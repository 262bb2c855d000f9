use crate::animation::keyframes::Keyframes;
use crate::foundation::color::Color;
use crate::foundation::core::{Canvas, Rect, Size};
use crate::foundation::error::{LayerstackError, LayerstackResult};
use crate::geometry::transform::{Transform2D, rotated_rect_aabb};
use serde::{Deserialize, Serialize};
use std::collections::HashSet;
use std::sync::Arc;
use std::sync::atomic::{AtomicU64, Ordering};

static NEXT_SCENE_ID: AtomicU64 = AtomicU64::new(1);

/// Identity of the editing session a scene belongs to.
///
/// Clones of a scene (history states, export snapshots) share the id; loading or creating a scene
/// allocates a fresh one. The id is not content: it is ignored by equality and never persisted.
#[derive(Clone, Copy, Debug, PartialEq, Eq, Hash, PartialOrd, Ord)]
pub struct SceneId(u64);

impl SceneId {
    pub(crate) fn fresh() -> Self {
        Self(NEXT_SCENE_ID.fetch_add(1, Ordering::Relaxed))
    }

    /// Raw numeric value.
    pub fn get(self) -> u64 {
        self.0
    }
}

impl std::fmt::Display for SceneId {
    fn fmt(&self, f: &mut std::fmt::Formatter<'_>) -> std::fmt::Result {
        write!(f, "scene#{}", self.0)
    }
}

/// Stable layer identity. Never reused within a scene, survives undo/redo.
#[derive(
    Clone, Copy, Debug, PartialEq, Eq, Hash, PartialOrd, Ord, Serialize, Deserialize,
)]
#[serde(transparent)]
pub struct LayerId(pub u64);

impl std::fmt::Display for LayerId {
    fn fmt(&self, f: &mut std::fmt::Formatter<'_>) -> std::fmt::Result {
        write!(f, "layer#{}", self.0)
    }
}

/// Opaque handle to host-provided pixels (image or sticker).
#[derive(Clone, Debug, PartialEq, Eq, Hash, PartialOrd, Ord, Serialize, Deserialize)]
#[serde(transparent)]
pub struct AssetRef(pub String);

impl AssetRef {
    /// Wrap a handle string.
    pub fn new(s: impl Into<String>) -> Self {
        Self(s.into())
    }

    /// Borrow the handle string.
    pub fn as_str(&self) -> &str {
        &self.0
    }
}

impl std::fmt::Display for AssetRef {
    fn fmt(&self, f: &mut std::fmt::Formatter<'_>) -> std::fmt::Result {
        f.write_str(&self.0)
    }
}

/// Text run handed to the host for rasterization.
#[derive(Clone, Debug, PartialEq, Serialize, Deserialize)]
pub struct TextContent {
    /// UTF-8 text.
    pub text: String,
    /// Font size in canvas pixels.
    pub font_size: f64,
    /// Fill color.
    #[serde(default = "default_text_color")]
    pub color: Color,
    /// Optional font family hint.
    #[serde(default, skip_serializing_if = "Option::is_none")]
    pub font_family: Option<String>,
}

fn default_text_color() -> Color {
    Color::BLACK
}

/// What a layer draws. `size` is the unscaled content box in canvas pixels.
#[derive(Clone, Debug, PartialEq, Serialize, Deserialize)]
#[serde(tag = "kind", rename_all = "snake_case")]
pub enum LayerContent {
    /// Photo or other raster image.
    Image {
        /// Pixel source.
        asset: AssetRef,
        /// Content box.
        size: Size,
    },
    /// Text block rasterized by the host.
    Text {
        /// Text run.
        text: TextContent,
        /// Content box.
        size: Size,
    },
    /// Decorative sticker artwork.
    Sticker {
        /// Pixel source.
        asset: AssetRef,
        /// Content box.
        size: Size,
    },
    /// Flat color plate.
    Solid {
        /// Fill color.
        color: Color,
        /// Content box.
        size: Size,
    },
}

impl LayerContent {
    /// Unscaled content size.
    pub fn size(&self) -> Size {
        match self {
            Self::Image { size, .. }
            | Self::Text { size, .. }
            | Self::Sticker { size, .. }
            | Self::Solid { size, .. } => *size,
        }
    }

    /// Short tag used in logs.
    pub fn kind(&self) -> &'static str {
        match self {
            Self::Image { .. } => "image",
            Self::Text { .. } => "text",
            Self::Sticker { .. } => "sticker",
            Self::Solid { .. } => "solid",
        }
    }
}

/// One positioned visual element of a scene.
#[derive(Clone, Debug, PartialEq, Serialize, Deserialize)]
pub struct Layer {
    /// Stable id.
    pub id: LayerId,
    /// Display name.
    #[serde(default)]
    pub name: String,
    /// Content drawn by this layer.
    pub content: LayerContent,
    /// Base transform.
    #[serde(default)]
    pub transform: Transform2D,
    /// Base opacity in `[0, 1]`.
    #[serde(default = "default_opacity")]
    pub opacity: f64,
    /// Hidden layers are neither drawn nor hit.
    #[serde(default = "default_visible")]
    pub visible: bool,
    /// Animation track, deltas over the base transform.
    #[serde(default, skip_serializing_if = "Keyframes::is_empty")]
    pub keyframes: Keyframes,
}

fn default_opacity() -> f64 {
    1.0
}

fn default_visible() -> bool {
    true
}

impl Layer {
    /// Visible, opaque layer at the identity transform.
    pub fn new(id: LayerId, content: LayerContent) -> Self {
        Self {
            id,
            name: String::new(),
            content,
            transform: Transform2D::IDENTITY,
            opacity: 1.0,
            visible: true,
            keyframes: Keyframes::none(),
        }
    }

    /// Set the display name.
    pub fn with_name(mut self, name: impl Into<String>) -> Self {
        self.name = name.into();
        self
    }

    /// Set the base transform.
    pub fn with_transform(mut self, transform: Transform2D) -> Self {
        self.transform = transform;
        self
    }

    /// Set the base opacity.
    pub fn with_opacity(mut self, opacity: f64) -> Self {
        self.opacity = opacity;
        self
    }

    /// Set the visibility flag.
    pub fn with_visible(mut self, visible: bool) -> Self {
        self.visible = visible;
        self
    }

    /// Set the animation track.
    pub fn with_keyframes(mut self, keyframes: Keyframes) -> Self {
        self.keyframes = keyframes;
        self
    }

    /// Unscaled content size.
    pub fn size(&self) -> Size {
        self.content.size()
    }

    /// Canvas-space bounding box at the base transform.
    pub fn bounds(&self) -> Rect {
        rotated_rect_aabb(&self.transform, self.size())
    }

    /// Transform and opacity after applying keyframes at `t_s`.
    pub fn evaluated_at(&self, t_s: f64) -> (Transform2D, f64) {
        self.keyframes
            .sample(t_s)
            .apply_to(&self.transform, self.opacity)
    }

    /// Copy with the transform sanitized and opacity clamped into `[0, 1]`.
    pub(crate) fn sanitized(mut self) -> LayerstackResult<Self> {
        self.transform = self.transform.sanitize()?;
        self.opacity = sanitize_opacity(self.opacity)?;
        self.keyframes.validate()?;
        Ok(self)
    }

    fn validate(&self) -> LayerstackResult<()> {
        if !self.transform.is_finite() {
            return Err(LayerstackError::invalid_geometry(format!(
                "{} has a non-finite transform",
                self.id
            )));
        }
        if !self.opacity.is_finite() || !(0.0..=1.0).contains(&self.opacity) {
            return Err(LayerstackError::validation(format!(
                "{} opacity must be within [0, 1], got {}",
                self.id, self.opacity
            )));
        }
        let size = self.size();
        if !(size.width.is_finite() && size.height.is_finite())
            || size.width <= 0.0
            || size.height <= 0.0
        {
            return Err(LayerstackError::invalid_geometry(format!(
                "{} content size must be positive, got {}x{}",
                self.id, size.width, size.height
            )));
        }
        if let LayerContent::Text { text, .. } = &self.content
            && !(text.font_size.is_finite() && text.font_size > 0.0)
        {
            return Err(LayerstackError::validation(format!(
                "{} font_size must be > 0",
                self.id
            )));
        }
        self.keyframes.validate()
    }
}

pub(crate) fn sanitize_opacity(opacity: f64) -> LayerstackResult<f64> {
    if !opacity.is_finite() {
        return Err(LayerstackError::invalid_geometry(format!(
            "opacity must be finite, got {opacity}"
        )));
    }
    Ok(opacity.clamp(0.0, 1.0))
}

/// Full composable state of one canvas.
///
/// Layers are ordered bottom to top. They are `Arc`-shared so cloning a scene for history or export
/// is cheap; edits copy only the touched layer.
#[derive(Clone, Debug, Serialize, Deserialize)]
pub struct Scene {
    #[serde(skip, default = "SceneId::fresh")]
    id: SceneId,
    canvas: Canvas,
    #[serde(default)]
    background: Color,
    #[serde(default, skip_serializing_if = "Option::is_none")]
    duration_s: Option<f64>,
    #[serde(default)]
    layers: Vec<Arc<Layer>>,
}

impl PartialEq for Scene {
    fn eq(&self, other: &Self) -> bool {
        self.canvas == other.canvas
            && self.background == other.background
            && self.duration_s == other.duration_s
            && self.layers == other.layers
    }
}

impl Scene {
    /// Empty scene with a white background.
    pub fn new(canvas: Canvas) -> Self {
        Self {
            id: SceneId::fresh(),
            canvas,
            background: Color::WHITE,
            duration_s: None,
            layers: Vec::new(),
        }
    }

    /// Set the background color.
    pub fn with_background(mut self, background: Color) -> Self {
        self.background = background;
        self
    }

    /// Set the animation duration.
    pub fn with_duration(mut self, duration_s: f64) -> Self {
        self.duration_s = Some(duration_s);
        self
    }

    /// Append `layer` on top. Fails on a duplicate id or non-finite geometry.
    pub fn with_layer(mut self, layer: Layer) -> LayerstackResult<Self> {
        let at = self.layers.len();
        self.insert_layer(at, layer.sanitized()?)?;
        Ok(self)
    }

    /// Editing session this scene belongs to.
    pub fn id(&self) -> SceneId {
        self.id
    }

    /// Canvas size.
    pub fn canvas(&self) -> Canvas {
        self.canvas
    }

    /// Background color.
    pub fn background(&self) -> Color {
        self.background
    }

    /// Animation duration, if the scene is animated.
    pub fn duration_s(&self) -> Option<f64> {
        self.duration_s
    }

    /// Layers bottom to top.
    pub fn layers(&self) -> &[Arc<Layer>] {
        &self.layers
    }

    /// Number of layers.
    pub fn len(&self) -> usize {
        self.layers.len()
    }

    /// `true` when the scene has no layers.
    pub fn is_empty(&self) -> bool {
        self.layers.is_empty()
    }

    /// Look up a layer.
    pub fn layer(&self, id: LayerId) -> Option<&Layer> {
        self.layers.iter().find(|l| l.id == id).map(|l| l.as_ref())
    }

    /// Z-index of a layer.
    pub fn index_of(&self, id: LayerId) -> Option<usize> {
        self.layers.iter().position(|l| l.id == id)
    }

    /// `true` when a layer with `id` exists.
    pub fn contains(&self, id: LayerId) -> bool {
        self.index_of(id).is_some()
    }

    /// Highest layer id in use.
    pub fn max_layer_id(&self) -> Option<LayerId> {
        self.layers.iter().map(|l| l.id).max()
    }

    /// Check ids, geometry and timing for consistency.
    pub fn validate(&self) -> LayerstackResult<()> {
        if self.canvas.width == 0 || self.canvas.height == 0 {
            return Err(LayerstackError::validation(
                "canvas width/height must be non-zero",
            ));
        }
        if let Some(d) = self.duration_s
            && !(d.is_finite() && d >= 0.0)
        {
            return Err(LayerstackError::validation(format!(
                "duration_s must be finite and >= 0, got {d}"
            )));
        }
        let mut seen = HashSet::with_capacity(self.layers.len());
        for layer in &self.layers {
            if !seen.insert(layer.id) {
                return Err(LayerstackError::validation(format!(
                    "duplicate layer id {}",
                    layer.id
                )));
            }
            layer.validate()?;
        }
        Ok(())
    }

    /// Bring every layer into canonical form (normalized angles, clamped scales).
    pub(crate) fn sanitize_layers(&mut self) -> LayerstackResult<()> {
        for layer in &mut self.layers {
            let clean = layer.as_ref().clone().sanitized()?;
            if clean != **layer {
                *layer = Arc::new(clean);
            }
        }
        Ok(())
    }

    pub(crate) fn require_index(&self, id: LayerId) -> LayerstackResult<usize> {
        self.index_of(id)
            .ok_or_else(|| LayerstackError::not_found(id.to_string()))
    }

    pub(crate) fn insert_layer(&mut self, index: usize, layer: Layer) -> LayerstackResult<usize> {
        if self.contains(layer.id) {
            return Err(LayerstackError::validation(format!(
                "layer id {} already exists",
                layer.id
            )));
        }
        let index = index.min(self.layers.len());
        self.layers.insert(index, Arc::new(layer));
        Ok(index)
    }

    pub(crate) fn remove_layer(&mut self, id: LayerId) -> LayerstackResult<(usize, Arc<Layer>)> {
        let index = self.require_index(id)?;
        Ok((index, self.layers.remove(index)))
    }

    /// Move a layer to `to` (clamped). Returns the previous index.
    pub(crate) fn move_layer(&mut self, id: LayerId, to: usize) -> LayerstackResult<usize> {
        let from = self.require_index(id)?;
        let to = to.min(self.layers.len().saturating_sub(1));
        let layer = self.layers.remove(from);
        self.layers.insert(to, layer);
        Ok(from)
    }

    pub(crate) fn layer_mut(&mut self, id: LayerId) -> LayerstackResult<&mut Layer> {
        let index = self.require_index(id)?;
        Ok(Arc::make_mut(&mut self.layers[index]))
    }
}

#[cfg(test)]
#[path = "../../tests/unit/scene/model.rs"]
mod tests;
________
> WHAT THE TASK REQUIRES: Please give only the count of lines above containing "PartialOrd".

> YOUR RESPONSE: 3